I worked every day- I did what was asked of me, but I didn’t do more. And my life outside of work, even during the midst of a global pandemic, started to become more full, more aligned, and more me. This job allowed me to remember who I am because the job wasn’t all of me. I used the year to realize that I am a person outside of what I do for a living and this was the best medicine I could have asked for. I can do my job and do it well without having it be my everything. There was an ego-death in this experience as I realized that my perceived specialness of my own abilities was not so special. My sacred millennial duty to think of myself as more than I am was broken. I, like everyone I know, am a replaceable worker. AND, this fact does not make me any less good at my job. In fact, I think it makes me better because I am tending to my humanness and not my workerness. I had never learned this growing up in a pressure-cooker, affluent community. I had never seen it in action with family members or friends. But, being a person outside of how you make money is a real, live possibility. The thing you do that makes you money- which you need to live ( I could go off on capitalistic structures here, but I will save that for later), is not who you are.
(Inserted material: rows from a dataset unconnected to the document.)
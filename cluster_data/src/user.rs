use crate::job::JobRef;
use crate::slurm::SlurmUser;

#[derive(Debug, Clone, PartialEq, Eq)]
pub struct User {
    pub name: SlurmUser,
    /// GPUs a user may hold at once before being flagged
    pub gpu_quota: usize,
    jobs: Vec<JobRef>,
    gpu_used: usize,
}

impl User {
    pub fn new(name: SlurmUser, gpu_quota: usize) -> Self {
        Self {
            name,
            gpu_quota,
            jobs: Vec::new(),
            gpu_used: 0,
        }
    }

    pub fn add_job(&mut self, job: JobRef, gpus: usize) {
        self.jobs.push(job);
        self.gpu_used += gpus;
    }

    pub fn jobs(&self) -> &[JobRef] {
        &self.jobs
    }

    pub fn gpu_used(&self) -> usize {
        self.gpu_used
    }

    pub fn is_overusing(&self) -> bool {
        self.gpu_used > self.gpu_quota
    }

    pub fn tooltip(&self) -> String {
        if self.is_overusing() {
            format!("Using {} GPUs (too many!)", self.gpu_used)
        } else {
            format!("Using {} GPUs", self.gpu_used)
        }
    }
}
//! Slurm hostlist expressions, e.g. `guppy[0-3,5]`.

use itertools::Itertools as _;

/// Largest number of names a single `start-end` range may produce.
const MAX_RANGE_LEN: u64 = 10_000;

/// Expand a single hostlist token: a prefix, optionally followed by `[...]` holding a comma
/// separated list of integers and inclusive `start-end` ranges.
///
/// Anything malformed (unbalanced or nested brackets, text after `]`, non numeric entries,
/// reversed or oversized ranges) is returned unchanged as one literal name. Zero padding of the range
/// start is kept, so `node[01-03]` gives `node01`, `node02`, `node03`.
pub fn expand(token: &str) -> Vec<String> {
    try_expand(token).unwrap_or_else(|| vec![token.to_owned()])
}

fn try_expand(token: &str) -> Option<Vec<String>> {
    let Some((prefix, rest)) = token.split_once('[') else {
        return (!token.contains(']')).then(|| vec![token.to_owned()]);
    };
    let ranges = rest.strip_suffix(']')?;
    if prefix.contains(']') || ranges.contains(['[', ']']) {
        return None;
    }

    let mut names = Vec::new();
    for part in ranges.split(',') {
        match part.split_once('-') {
            Some((start, end)) => {
                let (first, last): (u64, u64) = (start.parse().ok()?, end.parse().ok()?);
                if first > last || last - first >= MAX_RANGE_LEN {
                    return None;
                }
                let width = start.len();
                names.extend((first..=last).map(|i| format!("{prefix}{i:0width$}")));
            }
            None => {
                part.parse::<u64>().ok()?;
                names.push(format!("{prefix}{part}"));
            }
        }
    }
    Some(names)
}

/// Expand a whole hostlist column, which may hold several tokens separated by commas outside
/// of brackets (`guppy[1-2],carp7`).
pub fn expand_list(list: &str) -> Vec<String> {
    split_top_level(list)
        .into_iter()
        .filter(|token| !token.is_empty())
        .flat_map(expand)
        .collect_vec()
}

fn split_top_level(list: &str) -> Vec<&str> {
    let mut tokens = Vec::new();
    let mut depth = 0usize;
    let mut start = 0;
    for (i, c) in list.char_indices() {
        match c {
            '[' => depth += 1,
            ']' => depth = depth.saturating_sub(1),
            ',' if depth == 0 => {
                tokens.push(&list[start..i]);
                start = i + 1;
            }
            _ => {}
        }
    }
    tokens.push(&list[start..]);
    tokens
}
use std::borrow::Borrow;
use std::fmt::Debug;

use chrono::NaiveDateTime;
use derive_more::derive::{Deref, Display, From, Into};

#[derive(Debug, Clone, PartialEq, Eq, PartialOrd, Ord, Hash, Deref, Display, From, Into)]
pub struct SlurmUser(pub String);

#[derive(Debug, Clone, PartialEq, Eq, PartialOrd, Ord, Hash, Deref, Display, From, Into)]
pub struct NodeName(pub String);

impl From<&str> for SlurmUser {
    fn from(value: &str) -> Self {
        Self(value.to_owned())
    }
}

impl From<&str> for NodeName {
    fn from(value: &str) -> Self {
        Self(value.to_owned())
    }
}

impl Borrow<str> for SlurmUser {
    fn borrow(&self) -> &str {
        &self.0
    }
}

impl Borrow<str> for NodeName {
    fn borrow(&self) -> &str {
        &self.0
    }
}

/// squeue `%S`, e.g. `2024-10-14T10:23:45`. Slurm prints local time without an offset.
pub const JOB_START_FMT: &str = "%Y-%m-%dT%H:%M:%S";

/// ps `lstart`, e.g. `Mon Oct 14 10:23:45 2024` (day may be space padded, tokens are re-joined
/// with single spaces before parsing)
pub const PROCESS_START_FMT: &str = "%a %b %d %H:%M:%S %Y";

pub fn parse_job_start(input: &str) -> Result<NaiveDateTime, chrono::ParseError> {
    NaiveDateTime::parse_from_str(input.trim(), JOB_START_FMT)
}

pub fn parse_process_start(input: &str) -> Result<NaiveDateTime, chrono::ParseError> {
    NaiveDateTime::parse_from_str(input, PROCESS_START_FMT)
}

#[allow(non_snake_case)]
#[cfg(test)]
mod test {
    use chrono::NaiveDate;
    use color_eyre::Result;

    use super::*;

    #[test]
    fn parse_job_start__valid() -> Result<()> {
        let expected = NaiveDate::from_ymd_opt(2024, 10, 14)
            .and_then(|d| d.and_hms_opt(10, 23, 45))
            .ok_or_else(|| color_eyre::eyre::eyre!("invalid date"))?;
        assert_eq!(parse_job_start("2024-10-14T10:23:45")?, expected);
        Ok(())
    }

    #[test]
    fn parse_job_start__placeholder() {
        assert!(parse_job_start("N/A").is_err());
        assert!(parse_job_start("").is_err());
    }

    #[test]
    fn parse_process_start__single_digit_day() -> Result<()> {
        let expected = NaiveDate::from_ymd_opt(2024, 10, 7)
            .and_then(|d| d.and_hms_opt(9, 5, 1))
            .ok_or_else(|| color_eyre::eyre::eyre!("invalid date"))?;
        assert_eq!(parse_process_start("Mon Oct 7 09:05:01 2024")?, expected);
        Ok(())
    }

    #[test]
    fn NodeName__borrow_lookup() {
        let mut map = std::collections::BTreeMap::new();
        map.insert(NodeName::from("guppy3"), 3);
        assert_eq!(map.get("guppy3"), Some(&3));
    }
}
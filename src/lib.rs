pub mod answer;
pub mod blanks;
pub mod cli;
pub mod engine;
pub mod error;
pub mod export;
pub mod loader;
pub mod model;
pub mod pool;
pub mod runner;
pub mod score;
pub mod slots;
pub mod state;
pub mod timer;
pub mod tui;
pub mod ui;
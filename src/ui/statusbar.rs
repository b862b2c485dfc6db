use ratatui::layout::Rect;
use ratatui::style::{Color, Style};
use ratatui::text::{Line, Span};
use ratatui::widgets::Paragraph;
use ratatui::Frame;

use crate::state::AppState;

pub fn draw_statusbar(f: &mut Frame, area: Rect, state: &AppState) {
    let done = state.runner.confirmed_count();
    let remaining = state.runner.question_count().saturating_sub(done);

    let mut spans = vec![
        Span::raw(" "),
        Span::styled(
            format!("✓ {} answered", done),
            Style::default().fg(Color::Green),
        ),
        Span::raw("   "),
        Span::styled(
            format!("○ {} remaining", remaining),
            Style::default().fg(Color::White),
        ),
    ];

    if state.runner.awaiting_advance() {
        spans.push(Span::raw("   "));
        spans.push(Span::styled(
            "moving on…",
            Style::default().fg(Color::Rgb(200, 200, 120)),
        ));
    }

    if let Some(notice) = &state.notice {
        spans.push(Span::raw("   "));
        spans.push(Span::styled(
            notice.clone(),
            Style::default().fg(Color::Yellow),
        ));
    }

    let widget =
        Paragraph::new(Line::from(spans)).style(Style::default().bg(Color::Rgb(30, 30, 30)));
    f.render_widget(widget, area);
}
It’s one slice of the pie, one part, and you are always more whole than a singular piece.
I am tremendously grateful for this year. I recommend working a job for one year in the way that some folks take a gap year before college. The ability to see, in action, that your identity is beyond how you contribute to capitalism is a tremendous gift. I also recognize the privilege that I hold in this situation and acknowledge that not everyone is able to take a one-year job.